07 Jan The London Times Reports on Alleged Israeli Nuke Strike Plans Against Iran
According to the Sunday Times of London:
Israel has drawn up secret plans to destroy Iran’s uranium enrichment facilities with tactical nuclear weapons.
Two Israeli air force squadrons are training to blow up an Iranian facility using low-yield nuclear “bunker-busters”, according to several Israeli military sources…
The Israeli weapons would each have a force equivalent to one-fifteenth of the Hiroshima bomb.

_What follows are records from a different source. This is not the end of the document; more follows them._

//! Column-level operations.

use serde::{Deserialize, Serialize};
use serde_json::Value;
use std::collections::BTreeSet;

use crate::config::EngineConfig;
use crate::error::OperationResult;
use crate::history::change::{Change, ChangeBuilder};
use crate::models::{Grid, Row};
use crate::operations::{
    map_rows, renamed, require_column, require_non_blank, ColumnRenames, ColumnsDiff, Operation,
};

pub const COLUMN_REMOVAL_OP_ID: &str = "core/column-removal";

/// Removes one column and its cells.
#[derive(Debug, Clone, PartialEq, Eq, Serialize, Deserialize)]
#[serde(rename_all = "camelCase")]
pub struct ColumnRemovalOperation {
    #[serde(default)]
    pub column_name: String,
}

impl ColumnRemovalOperation {
    pub fn new(column_name: impl Into<String>) -> Self {
        Self {
            column_name: column_name.into(),
        }
    }
}

impl Operation for ColumnRemovalOperation {
    fn op_id(&self) -> &'static str {
        COLUMN_REMOVAL_OP_ID
    }

    fn description(&self) -> String {
        format!("Remove column {}", self.column_name)
    }

    fn validate(&self) -> OperationResult<()> {
        require_non_blank("columnName", &self.column_name)
    }

    fn column_dependencies(&self) -> Option<BTreeSet<String>> {
        Some(BTreeSet::from([self.column_name.clone()]))
    }

    fn columns_diff(&self) -> Option<ColumnsDiff> {
        Some(ColumnsDiff::delete_columns(vec![self.column_name.clone()]))
    }

    fn rename_columns(&self, renames: &ColumnRenames) -> Box<dyn Operation> {
        Box::new(Self::new(renamed(renames, &self.column_name)))
    }

    fn parameters(&self) -> OperationResult<Value> {
        Ok(serde_json::to_value(self)?)
    }

    fn create_change(&self, grid: &Grid, config: &EngineConfig) -> OperationResult<Change> {
        let index = require_column(grid, &self.column_name)?;

        let mut columns = grid.columns().to_vec();
        columns.remove(index);

        let rows = map_rows(grid, config, |row| {
            let mut cells = row.cells.clone();
            cells.remove(index);
            Row::new(cells)
        });

        let mut builder = ChangeBuilder::new(grid);
        builder.set_columns(columns);
        builder.replace(0..grid.row_count(), rows);
        Ok(builder.build())
    }

    fn clone_box(&self) -> Box<dyn Operation> {
        Box::new(self.clone())
    }
}

#[cfg(test)]
mod tests {
    use super::*;
    use crate::models::Cell;
    use serde_json::json;

    fn grid() -> Grid {
        Grid::from_values(&["a", "b", "c"], vec![vec!["1", "2", "3"], vec!["4", "5", "6"]]).unwrap()
    }

    #[test]
    fn test_remove_column() {
        let g = grid();
        let op = ColumnRemovalOperation::new("b");
        let change = op.create_change(&g, &EngineConfig::default()).unwrap();
        let result = change.apply(&g).unwrap();

        assert_eq!(result.column_names(), vec!["a", "c"]);
        assert_eq!(result.rows()[1].cells, vec![Cell::from("4"), Cell::from("6")]);
        assert_eq!(change.revert(&result).unwrap(), g);
    }

    #[test]
    fn test_remove_column_from_empty_grid() {
        let g = Grid::from_values::<&str, _>(&["a", "b"], vec![]).unwrap();
        let op = ColumnRemovalOperation::new("a");
        let change = op.create_change(&g, &EngineConfig::default()).unwrap();
        let result = change.apply(&g).unwrap();
        assert_eq!(result.column_names(), vec!["b"]);
        assert_eq!(result.row_count(), 0);
    }

    #[test]
    fn test_metadata() {
        let op = ColumnRemovalOperation::new("b");
        assert_eq!(
            op.to_json().unwrap(),
            json!({"op": "core/column-removal", "description": "Remove column b", "columnName": "b"})
        );
        assert_eq!(
            op.columns_diff(),
            Some(ColumnsDiff::delete_columns(vec!["b".to_string()]))
        );
        let renames: ColumnRenames = [("b".to_string(), "bee".to_string())].into();
        assert_eq!(op.rename_columns(&renames).to_json().unwrap()["columnName"], "bee");
        assert!(ColumnRemovalOperation::new("").validate().is_err());
    }
}
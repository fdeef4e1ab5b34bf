//! History event streaming.
//!
//! Every committed apply, undo or redo is published on a global broadcast
//! channel so front ends can follow project state without polling.

use once_cell::sync::Lazy;
use serde::{Deserialize, Serialize};
use tokio::sync::broadcast;
use uuid::Uuid;

use crate::operations::ColumnsDiff;

/// What happened to the history.
#[derive(Debug, Clone, Copy, PartialEq, Eq, Serialize, Deserialize)]
#[serde(rename_all = "lowercase")]
pub enum HistoryAction {
    Applied,
    Undone,
    Redone,
}

/// A single history transition
#[derive(Debug, Clone, PartialEq, Serialize, Deserialize)]
#[serde(rename_all = "camelCase")]
pub struct HistoryEvent {
    pub project_id: Uuid,
    pub entry_id: Uuid,
    pub action: HistoryAction,
    /// Description of the operation behind the entry
    pub description: String,
    #[serde(default, skip_serializing_if = "Option::is_none")]
    pub columns_diff: Option<ColumnsDiff>,
    /// Row count of the grid after the transition
    pub row_count: usize,
}

/// Global event broadcaster
pub static EVENT_BROADCASTER: Lazy<EventBroadcaster> = Lazy::new(EventBroadcaster::new);

/// Broadcasts history events to all subscribers
pub struct EventBroadcaster {
    sender: broadcast::Sender<HistoryEvent>,
}

impl Default for EventBroadcaster {
    fn default() -> Self {
        Self::new()
    }
}

impl EventBroadcaster {
    pub fn new() -> Self {
        let (sender, _) = broadcast::channel(100);
        Self { sender }
    }

    /// Send an event to all subscribers
    pub fn publish(&self, event: HistoryEvent) {
        tracing::info!(
            project = %event.project_id,
            entry = %event.entry_id,
            action = ?event.action,
            rows = event.row_count,
            "{}",
            event.description
        );

        // No receivers is fine
        let _ = self.sender.send(event);
    }

    pub fn subscribe(&self) -> broadcast::Receiver<HistoryEvent> {
        self.sender.subscribe()
    }
}

/// Publish on the global broadcaster
pub fn publish(event: HistoryEvent) {
    EVENT_BROADCASTER.publish(event);
}

pub fn subscribe() -> broadcast::Receiver<HistoryEvent> {
    EVENT_BROADCASTER.subscribe()
}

Under the plans, conventional laser-guided bombs would open “tunnels” into the targets. “Mini-nukes” would then immediately be fired into a plant at Natanz, exploding deep underground to reduce the risk of radioactive fallout.
“As soon as the green light is given, it will be one mission, one strike and the Iranian nuclear project will be demolished,” said one of the sources.

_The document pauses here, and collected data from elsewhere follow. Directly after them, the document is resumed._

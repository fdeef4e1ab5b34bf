//! Error types for the Tabula operation engine.
//!
//! One enum per layer, from the bottom up:
//!
//! - [`GridError`] - grid construction and grid file errors
//! - [`OperationError`] - operation validation, registry and execution errors
//! - [`HistoryError`] - change application, undo/redo and replay errors
//! - [`ConfigError`] - engine configuration errors
//! - [`ParseError`] - errors reported by the expression evaluator collaborator
//! - [`EngineError`] - top-level error wrapping all of the above
//!
//! Error conversion is automatic via `From` implementations,
//! allowing `?` to work across error boundaries. Anything that leaves the
//! engine is turned into an [`ErrorReport`], whose `kind` is stable.

use serde::{Deserialize, Serialize};
use thiserror::Error;

// =============================================================================
// Grid Errors
// =============================================================================

/// Errors raised while building or loading a grid.
#[derive(Debug, Error)]
pub enum GridError {
    /// Two columns share a name.
    #[error("Duplicate column name: {0}")]
    DuplicateColumn(String),

    /// A row does not have exactly one cell per column.
    #[error("Row {row} has {found} cells, expected {expected}")]
    RaggedRow {
        row: usize,
        expected: usize,
        found: usize,
    },

    /// Failed to read or write a grid file.
    #[error("Grid IO error: {0}")]
    Io(#[from] std::io::Error),

    /// Malformed grid document.
    #[error("Grid JSON error: {0}")]
    Json(#[from] serde_json::Error),
}

// =============================================================================
// Operation Errors
// =============================================================================

/// Errors raised by operations and the operation registry.
#[derive(Debug, Error)]
pub enum OperationError {
    /// Operation configuration is missing or malformed.
    #[error("Invalid argument: {0}")]
    InvalidArgument(String),

    /// No deserializer is registered under this identifier.
    #[error("Unknown operation type: {0}")]
    UnknownOperationType(String),

    /// The operation refers to a column the grid does not have.
    #[error("Column not found: {0}")]
    ColumnNotFound(String),

    /// The operation produced a grid violating the grid invariants.
    #[error("Invalid grid: {0}")]
    Grid(#[from] GridError),

    /// JSON serialization/deserialization error.
    #[error("Operation JSON error: {0}")]
    Json(#[from] serde_json::Error),
}

impl OperationError {
    /// Shorthand for [`OperationError::InvalidArgument`].
    pub fn invalid(message: impl Into<String>) -> Self {
        OperationError::InvalidArgument(message.into())
    }

    pub fn kind(&self) -> ErrorKind {
        match self {
            OperationError::InvalidArgument(_) => ErrorKind::InvalidArgument,
            OperationError::UnknownOperationType(_) => ErrorKind::UnknownOperationType,
            OperationError::ColumnNotFound(_) => ErrorKind::ColumnNotFound,
            OperationError::Grid(_) => ErrorKind::InvalidGrid,
            // A document that does not fit the operation's schema is a bad argument
            OperationError::Json(_) => ErrorKind::InvalidArgument,
        }
    }
}

// =============================================================================
// History Errors
// =============================================================================

/// Errors raised by the change/history engine.
#[derive(Debug, Error)]
pub enum HistoryError {
    /// The history cursor is already at the start.
    #[error("Nothing to undo")]
    NothingToUndo,

    /// The history cursor is already at the tail.
    #[error("Nothing to redo")]
    NothingToRedo,

    /// A change was applied to a grid it was not computed against.
    #[error("Change does not fit the current grid: {0}")]
    StaleChange(String),

    /// The operation could not be applied.
    #[error("Operation error: {0}")]
    Operation(#[from] OperationError),

    /// Replaying a persisted operation list stopped at an entry.
    #[error("Replay failed at operation {index}: {source}")]
    Replay {
        index: usize,
        #[source]
        source: OperationError,
    },
}

impl HistoryError {
    pub fn kind(&self) -> ErrorKind {
        match self {
            HistoryError::NothingToUndo => ErrorKind::NothingToUndo,
            HistoryError::NothingToRedo => ErrorKind::NothingToRedo,
            HistoryError::StaleChange(_) => ErrorKind::StaleChange,
            HistoryError::Operation(e) => e.kind(),
            HistoryError::Replay { source, .. } => source.kind(),
        }
    }
}

// =============================================================================
// Configuration Errors
// =============================================================================

/// Errors in engine configuration.
#[derive(Debug, Error)]
pub enum ConfigError {
    /// A configuration value could not be parsed.
    #[error("Invalid value '{value}' for {key}")]
    InvalidValue { key: String, value: String },
}

// =============================================================================
// Expression Parse Errors
// =============================================================================

/// Parse failure reported by the expression evaluator.
#[derive(Debug, Clone, PartialEq, Eq, Error, Serialize, Deserialize)]
#[error("Parsing error at offset {offset}: {message}")]
pub struct ParseError {
    /// Character offset into the expression where parsing failed.
    pub offset: usize,
    pub message: String,
}

impl ParseError {
    pub fn new(offset: usize, message: impl Into<String>) -> Self {
        Self {
            offset,
            message: message.into(),
        }
    }
}

// =============================================================================
// Engine Errors (top-level)
// =============================================================================

/// Top-level engine error.
#[derive(Debug, Error)]
pub enum EngineError {
    /// Grid error.
    #[error("Grid error: {0}")]
    Grid(#[from] GridError),

    /// Operation error.
    #[error("Operation error: {0}")]
    Operation(#[from] OperationError),

    /// History error.
    #[error("History error: {0}")]
    History(#[from] HistoryError),

    /// Configuration error.
    #[error("Configuration error: {0}")]
    Config(#[from] ConfigError),

    /// Expression parse error.
    #[error("{0}")]
    Parse(#[from] ParseError),
}

impl EngineError {
    pub fn kind(&self) -> ErrorKind {
        match self {
            EngineError::Grid(_) => ErrorKind::InvalidGrid,
            EngineError::Operation(e) => e.kind(),
            EngineError::History(e) => e.kind(),
            EngineError::Config(_) => ErrorKind::InvalidArgument,
            EngineError::Parse(_) => ErrorKind::Parser,
        }
    }

    /// Structured, serializable form of this error.
    pub fn report(&self) -> ErrorReport {
        let offset = match self {
            EngineError::Parse(e) => Some(e.offset),
            _ => None,
        };
        ErrorReport {
            code: "error".to_string(),
            kind: self.kind(),
            message: self.to_string(),
            offset,
        }
    }
}

// =============================================================================
// Structured Error Reports
// =============================================================================

/// Stable error classification callers can branch on.
#[derive(Debug, Clone, Copy, PartialEq, Eq, Serialize, Deserialize)]
#[serde(rename_all = "snake_case")]
pub enum ErrorKind {
    InvalidArgument,
    UnknownOperationType,
    ColumnNotFound,
    InvalidGrid,
    Parser,
    StaleChange,
    NothingToUndo,
    NothingToRedo,
}

/// Error as it crosses the engine boundary.
#[derive(Debug, Clone, PartialEq, Serialize, Deserialize)]
pub struct ErrorReport {
    /// Always `"error"`.
    pub code: String,
    #[serde(rename = "type")]
    pub kind: ErrorKind,
    pub message: String,
    #[serde(default, skip_serializing_if = "Option::is_none")]
    pub offset: Option<usize>,
}

macro_rules! impl_report_from {
    ($($ty:ty),* $(,)?) => {
        $(
            impl From<$ty> for ErrorReport {
                fn from(err: $ty) -> Self {
                    EngineError::from(err).report()
                }
            }
        )*
    };
}

impl_report_from!(GridError, OperationError, HistoryError, ConfigError, ParseError);

impl From<EngineError> for ErrorReport {
    fn from(err: EngineError) -> Self {
        err.report()
    }
}

// =============================================================================
// Result Type Aliases
// =============================================================================

/// Result type for grid construction.
pub type GridResult<T> = Result<T, GridError>;

/// Result type for operations.
pub type OperationResult<T> = Result<T, OperationError>;

/// Result type for history operations.
pub type HistoryResult<T> = Result<T, HistoryError>;

/// Result type for engine-level calls.
pub type EngineResult<T> = Result<T, EngineError>;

The plans, disclosed to The Sunday Times last week, have been prompted in part by the Israeli intelligence service Mossad’s assessment that Iran is on the verge of producing enough enriched uranium to make nuclear weapons within two years.
The full article is here.
I, for one, would like to know what Opinio Juris contributors think about this….
Yes, I’d like to hear opinions on how Iran will/should handle this. And will this conflict spread to the region? Is this a new cold war? What are the sides?
I find it very unlikely that Israel would use nuclear weapons, even low-yield ones, in the Middle East without being attacked first. The foreign policy ramifications and the widespread condemnation such a move would provoke, its blatant illegality notwithstanding, would outweigh any possible benefits that Israel might draw from temporarily hindering Iran’s nuclear program.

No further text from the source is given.